Gavin Douglas's Prologues to his Eneados : the narrator in quest of a new homeland Canitz, Auguste Elfriede Christa


In translating the Aeneid as faithfully as possible, Gavin Douglas saw himself as an innovator, breaking with the tradition of adaptation and instead presenting a faithful literary translation. In the Prologues to his Eneados Douglas discusses his theoretical principles, comments on the work of his predecessors in the transmission of Virgil in English, and raises issues pertinent to the contents of the Books of the Aeneid. However, the Prologues also reflect Douglas's perception of a conflict between his religious and artistic impulses, and show his gradual resolution of this conflict inherent in his dual role as critical artist and churchman. By placing Douglas's Prologues in the context of prologues by other medieval writers, Chapter I shows that Douglas's new approach to faithful literary translation is matched by his independence in the employment of conventional literary devices, which he revitalizes by using them in a meaningful way rather than applying them because custom so dictates. Chapter II focuses on the narrator in his various and divergent roles, especially those of the poet and priest; while these two roles initially seem to make conflicting demands on the translator-narrator, he eventually resolves the conflict and recognizes a sublime harmony between divine and human artistry.

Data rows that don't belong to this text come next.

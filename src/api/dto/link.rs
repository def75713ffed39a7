//! DTOs for affiliate link generation.

use serde::{Deserialize, Serialize};
use validator::Validate;

use crate::application::services::LinkRequest;
use crate::domain::entities::CampaignParams;
use crate::utils::tracking_id::IDENTIFIER_RE;

/// Body of `POST /api/affiliate/generate-link`.
#[derive(Debug, Deserialize, Validate)]
#[serde(rename_all = "camelCase")]
pub struct GenerateLinkRequest {
    #[serde(default)]
    #[validate(regex(path = "*IDENTIFIER_RE", message = "must be 1-64 characters of [A-Za-z0-9_-]"))]
    pub partner_id: String,

    #[serde(default)]
    #[validate(regex(path = "*IDENTIFIER_RE", message = "must be 1-64 characters of [A-Za-z0-9_-]"))]
    pub product_id: String,

    #[serde(default)]
    #[validate(url(message = "Invalid URL format"))]
    pub base_url: String,

    #[validate(length(max = 255))]
    pub utm_source: Option<String>,
    #[validate(length(max = 255))]
    pub utm_medium: Option<String>,
    #[validate(length(max = 255))]
    pub utm_campaign: Option<String>,
}

impl From<GenerateLinkRequest> for LinkRequest {
    fn from(req: GenerateLinkRequest) -> Self {
        LinkRequest {
            partner_id: req.partner_id,
            product_id: req.product_id,
            base_url: req.base_url,
            campaign: CampaignParams::new(req.utm_source, req.utm_medium, req.utm_campaign),
        }
    }
}

#[derive(Debug, Serialize)]
#[serde(rename_all = "camelCase")]
pub struct GenerateLinkResponse {
    pub affiliate_link: String,
}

Chapter III examines Douglas's practice of translation in light of his own theory; even though Douglas tends to "modernize" Virgil, he produces a genuine translation in which his avowed aims are largely realized. Chapter IV focuses on the connexions of the individual Prologues with their respective Books and demonstrates that even though the translation itself is generally accurate, the interpolation of the Prologues with their re-interpretation of common archetypes as foreshadowings of Christian doctrine causes a radical transvaluing of the Aeneid as a Christian allegory. Chapter V shows that there is not only a linkage between the Prologues and Books, but that the Prologues are also connected to each other by the narrator's search for a theologically acceptable yet also artistically satisfying re-creation of a non-Christian work. Aeneas and the translator-narrator are thus engaged in parallel quests during which they have to overcome physical obstacles and resolve inner conflicts before they can reach their final destinations.